La dilatazione dei tempi fra la discussione e l’attuazione soddisfa due condizioni. Da un lato, come promesso, dà informazioni con anticipo rispetto al momento della riduzione effettiva degli acquisti. Dall’altro, sposta l’inizio del tapering oltre il mese di novembre, superando un periodo di ostacoli fiscali potenzialmente rischiosi. Infatti, entro fine settembre il Congresso deve rinnovare le leggi di spesa in scadenza per evitare una chiusura parziale degli uffici governativi ed entro ottobre deve agire per alzare o sospendere nuovamente il limite del debito. Non è ancora chiara la strategia negoziale di Repubblicani e Democratici per affrontare queste scadenze, a cui si aggiungono altri appuntamenti. Nell’agenda legislativa spiccheranno anche l’approvazione di misure in supporto agli Stati colpiti dall’uragano Ida, il voto sul pacchetto infrastrutture e la definizione delle modifiche al budget richieste per attuare il piano Biden per le “infrastrutture umane”, mirato a sostenere istruzione, sanità e cambiamento climatico, finanziando la redistribuzione attraverso rialzi delle imposte su imprese e fasce alte di reddito. Uno shutdown è improbabile, ma non si possono escludere tensioni con riflessi sui mercati, che la Fed probabilmente vuole evitare in fase di svolta della politica monetaria.

Aggiornamento delle proiezioni macroeconomiche: modifiche per il breve termine, sentiero invariato per il medio termine, focus sul grafico a punti

Le proiezioni economiche di settembre includeranno un anno aggiuntivo, il 2024 e saranno un punto focale per l’ancoraggio delle aspettative del mercato sui tassi. Alla luce dei dati disponibili finora, pressoché uguali a quelli che avrà in mano il FOMC fra una settimana, è probabile che, sul fronte macro, vengano alzate le previsioni di inflazione e abbassate quelle di crescita e disoccupazione per fine 2021, con cambiamenti modesti per gli anni successivi e conferme di raggiungimento di una situazione di equilibrio dal 2023 in poi. Per quanto riguarda i tassi, non si può escludere uno spostamento verso l’alto della mediana per il 2022, che richiederebbe un rialzo di due punti degli 11 attualmente a favore di tassi fermi l’anno prossimo. Per vedere un movimento della mediana del 2023 verso tre rialzi, l’asticella sarebbe ancora più alta, vista la dispersione dei punti sull’orizzonte a due anni. Al momento, ci sembra più probabile che il grafico  includa tre rialzi nel 2024, e mantenga le mediane invariate per il 2022-23.

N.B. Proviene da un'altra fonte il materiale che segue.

//! Schedule quality metrics (KPIs).
//!
//! # Metrics
//!
//! | Metric | Definition |
//! |--------|-----------|
//! | Makespan (C_max) | Latest completion time |
//! | Total Tardiness | Sum of max(0, end - deadline) over placed tasks |
//! | Maximum Tardiness | Largest single delay |
//! | On-Time Rate | Fraction of placed tasks meeting their deadline |
//! | Utilization | Busy time / horizon |
//! | Dropped | Requested tasks with no entry |
//!
//! # Reference
//! Pinedo (2016), "Scheduling", Ch. 1.2: Performance Measures

use crate::models::{Schedule, SchedulingRequest};

/// Schedule performance indicators.
#[derive(Debug, Clone, PartialEq)]
pub struct ScheduleKpi {
    /// Latest completion time.
    pub makespan: i64,
    /// Sum of tardiness across placed tasks.
    pub total_tardiness: i64,
    /// Maximum tardiness of any placed task.
    pub max_tardiness: i64,
    /// Fraction of placed tasks completing on time (0.0..1.0).
    pub on_time_rate: f64,
    /// Busy time over the horizon (0.0..1.0). 0 for a zero horizon.
    pub utilization: f64,
    /// Number of placed tasks.
    pub scheduled_count: usize,
    /// Number of requested tasks without an entry.
    pub dropped_count: usize,
}

impl ScheduleKpi {
    /// Computes KPIs from a schedule and the request it answers.
    pub fn calculate(schedule: &Schedule, request: &SchedulingRequest) -> Self {
        let mut total_tardiness = 0;
        let mut max_tardiness = 0;
        let mut on_time = 0usize;
        let mut placed = 0usize;

        for task in &request.tasks {
            if let Some(entry) = schedule.entry_for_task(task.id) {
                placed += 1;
                let tardiness = task.tardiness_at(entry.end);
                if tardiness == 0 {
                    on_time += 1;
                } else {
                    total_tardiness += tardiness;
                    max_tardiness = max_tardiness.max(tardiness);
                }
            }
        }

        let on_time_rate = if placed > 0 {
            on_time as f64 / placed as f64
        } else {
            0.0
        };
        let utilization = if request.horizon > 0 {
            schedule.busy_time() as f64 / request.horizon as f64
        } else {
            0.0
        };

        Self {
            makespan: schedule.makespan(),
            total_tardiness,
            max_tardiness,
            on_time_rate,
            utilization,
            scheduled_count: placed,
            dropped_count: request.task_count() - placed,
        }
    }
}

La previsione sul grafico a punti è molto incerta perché i partecipanti al FOMC hanno toccato il tema dei tassi solo per ribadire che le condizioni per un rialzo sono molto più stringenti e difficili da raggiungere rispetto a quelle necessarie per la svolta sugli acquisti. Tecnicamente, la fine del tapering è una condizione necessaria (anche se non sufficiente) a preparare il rialzo dei tassi.

Tuttavia, la separazione fra le due svolte sarà un punto centrale della comunicazione di Powell, che dovrebbe ribadire che l’inizio del tapering non ha implicazioni per un nuovo ciclo dei tassi.